Brain-Mind-Institute, School of Life Sciences, École Polytechnique Fédérale de Lausanne, Lausanne, Switzerland.
School of Computer and Communication Sciences, École Polytechnique Fédérale de Lausanne, Lausanne, Switzerland.
Elife. 2019 Nov 11;8:e47463. doi: 10.7554/eLife.47463.

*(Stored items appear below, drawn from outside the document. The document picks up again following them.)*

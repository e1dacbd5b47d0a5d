use std::collections::HashMap;

const RED_ZONE: usize = 64 * 1024;
const STACK_GROWTH: usize = 1024 * 1024;

#[derive(Debug, Clone, Copy, PartialEq, Eq, Hash)]
pub struct NodeId(pub(crate) usize);

#[derive(Debug, Clone)]
pub(crate) enum NodeType {
    Document,
    Element(Element),
    Text(String),
}

#[derive(Debug, Clone)]
pub(crate) struct Node {
    pub(crate) parent: Option<NodeId>,
    pub(crate) children: Vec<NodeId>,
    pub(crate) node_type: NodeType,
}

#[derive(Debug, Clone)]
pub(crate) struct Element {
    pub(crate) tag_name: String,
    pub(crate) attrs: HashMap<String, String>,
    pub(crate) classes: Vec<String>,
    pub(crate) style: HashMap<String, String>,
    pub(crate) value: String,
    pub(crate) checked: bool,
}

/// Arena-allocated document tree. Nodes are never freed; detached subtrees
/// simply become unreachable from the root.
#[derive(Debug, Clone)]
pub struct Dom {
    nodes: Vec<Node>,
    root: NodeId,
    id_index: HashMap<String, NodeId>,
}

impl Dom {
    pub(crate) fn new() -> Self {
        let root = Node {
            parent: None,
            children: Vec::new(),
            node_type: NodeType::Document,
        };
        Self {
            nodes: vec![root],
            root: NodeId(0),
            id_index: HashMap::new(),
        }
    }

    pub(crate) fn root(&self) -> NodeId {
        self.root
    }

    fn create_node(&mut self, parent: NodeId, node_type: NodeType) -> NodeId {
        let id = NodeId(self.nodes.len());
        self.nodes.push(Node {
            parent: Some(parent),
            children: Vec::new(),
            node_type,
        });
        self.nodes[parent.0].children.push(id);
        id
    }

    pub(crate) fn create_element(
        &mut self,
        parent: NodeId,
        tag_name: String,
        attrs: HashMap<String, String>,
    ) -> NodeId {
        let value = attrs.get("value").cloned().unwrap_or_default();
        let checked = attrs.contains_key("checked");
        let classes = attrs
            .get("class")
            .map(|raw| raw.split_whitespace().map(str::to_string).collect())
            .unwrap_or_default();
        let style = attrs
            .get("style")
            .map(|raw| parse_inline_style(raw))
            .unwrap_or_default();
        let element = Element {
            tag_name,
            attrs,
            classes,
            style,
            value,
            checked,
        };
        let id = self.create_node(parent, NodeType::Element(element));
        if let Some(id_attr) = self
            .element(id)
            .and_then(|element| element.attrs.get("id").cloned())
        {
            self.id_index.insert(id_attr, id);
        }
        id
    }

    pub(crate) fn create_text(&mut self, parent: NodeId, text: String) -> NodeId {
        self.create_node(parent, NodeType::Text(text))
    }

    pub(crate) fn element(&self, id: NodeId) -> Option<&Element> {
        match &self.nodes.get(id.0)?.node_type {
            NodeType::Element(element) => Some(element),
            _ => None,
        }
    }

    pub(crate) fn element_mut(&mut self, id: NodeId) -> Option<&mut Element> {
        match &mut self.nodes.get_mut(id.0)?.node_type {
            NodeType::Element(element) => Some(element),
            _ => None,
        }
    }

    pub fn parent(&self, id: NodeId) -> Option<NodeId> {
        self.nodes.get(id.0)?.parent
    }

    pub fn tag_name(&self, id: NodeId) -> Option<&str> {
        self.element(id).map(|element| element.tag_name.as_str())
    }

    pub fn attr(&self, id: NodeId, name: &str) -> Option<&str> {
        self.element(id)?.attrs.get(name).map(String::as_str)
    }

    pub fn element_by_id(&self, id: &str) -> Option<NodeId> {
        self.id_index.get(id).copied()
    }

    pub fn value(&self, id: NodeId) -> Option<&str> {
        self.element(id).map(|element| element.value.as_str())
    }

    pub fn set_value(&mut self, id: NodeId, value: &str) -> bool {
        match self.element_mut(id) {
            Some(element) => {
                element.value = value.to_string();
                true
            }
            None => false,
        }
    }

    pub fn checked(&self, id: NodeId) -> Option<bool> {
        self.element(id).map(|element| element.checked)
    }

    pub fn set_checked(&mut self, id: NodeId, checked: bool) -> bool {
        match self.element_mut(id) {
            Some(element) => {
                element.checked = checked;
                true
            }
            None => false,
        }
    }

    pub fn has_class(&self, id: NodeId, class: &str) -> bool {
        self.element(id)
            .is_some_and(|element| element.classes.iter().any(|existing| existing == class))
    }

    pub fn add_class(&mut self, id: NodeId, class: &str) {
        if self.has_class(id, class) {
            return;
        }
        if let Some(element) = self.element_mut(id) {
            element.classes.push(class.to_string());
        }
    }

    pub fn remove_class(&mut self, id: NodeId, class: &str) {
        if let Some(element) = self.element_mut(id) {
            element.classes.retain(|existing| existing != class);
        }
    }

    pub fn style(&self, id: NodeId, property: &str) -> Option<&str> {
        self.element(id)?.style.get(property).map(String::as_str)
    }

    pub fn set_style(&mut self, id: NodeId, property: &str, value: &str) {
        if let Some(element) = self.element_mut(id) {
            element.style.insert(property.to_string(), value.to_string());
        }
    }

    /// Concatenated text of the node and its descendants, in document order.
    pub fn text_content(&self, id: NodeId) -> String {
        let mut out = String::new();
        self.collect_text(id, &mut out);
        out
    }

    fn collect_text(&self, id: NodeId, out: &mut String) {
        stacker::maybe_grow(RED_ZONE, STACK_GROWTH, || {
            let Some(node) = self.nodes.get(id.0) else {
                return;
            };
            if let NodeType::Text(text) = &node.node_type {
                out.push_str(text);
            }
            for child in &node.children {
                self.collect_text(*child, out);
            }
        });
    }

    /// Replaces the node's children with a single text node.
    pub fn set_text_content(&mut self, id: NodeId, text: &str) {
        let detached = match self.nodes.get_mut(id.0) {
            Some(node) => std::mem::take(&mut node.children),
            None => return,
        };
        for child in detached {
            if let Some(node) = self.nodes.get_mut(child.0) {
                node.parent = None;
            }
        }
        self.create_text(id, text.to_string());
    }

    /// All element nodes reachable from the root, in document order.
    pub fn elements(&self) -> Vec<NodeId> {
        let mut out = Vec::new();
        let mut stack = vec![self.root];
        while let Some(id) = stack.pop() {
            if let Some(node) = self.nodes.get(id.0) {
                if matches!(node.node_type, NodeType::Element(_)) {
                    out.push(id);
                }
                for child in node.children.iter().rev() {
                    stack.push(*child);
                }
            }
        }
        out
    }
}

fn parse_inline_style(raw: &str) -> HashMap<String, String> {
    let mut style = HashMap::new();
    for declaration in raw.split(';') {
        if let Some((property, value)) = declaration.split_once(':') {
            let property = property.trim();
            let value = value.trim();
            if !property.is_empty() && !value.is_empty() {
                style.insert(property.to_string(), value.to_string());
            }
        }
    }
    style
}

In many daily tasks, we make multiple decisions before reaching a goal. In order to learn such sequences of decisions, a mechanism to link earlier actions to later reward is necessary. Reinforcement learning (RL) theory suggests two classes of algorithms solving this credit assignment problem: In classic temporal-difference learning, earlier actions receive reward information only after multiple repetitions of the task, whereas models with eligibility traces reinforce entire sequences of actions from a single experience (one-shot). Here, we show one-shot learning of sequences. We developed a novel paradigm to observe which actions and states along a multi-step sequence are reinforced after a single reward. By focusing our analysis on those states for which RL with and without eligibility trace make qualitatively distinct predictions, we find direct behavioral (choice probability) and physiological (pupil dilation) signatures of reinforcement learning with eligibility trace across multiple sensory modalities.
在许多日常任务中,我们在达到目标之前会做出多次决策。为了学习这种决策序列,需要有一种将早期行动与后期奖励联系起来的机制。强化学习(RL)理论提出了两类解决这种信用分配问题的算法:在经典的时间差分学习中,早期的行动只有在多次重复任务后才会收到奖励信息,而具有资格痕迹的模型则会从单次体验(单次)中强化整个动作序列。在这里,我们展示了序列的单次学习。我们开发了一种新的范例,观察在单次奖励后,沿着多步骤序列的哪些动作和状态得到了强化。通过将我们的分析集中在那些具有和不具有资格痕迹的 RL 做出定性不同预测的状态上,我们发现了具有资格痕迹的强化学习在多个感觉模态中的直接行为(选择概率)和生理(瞳孔扩张)特征。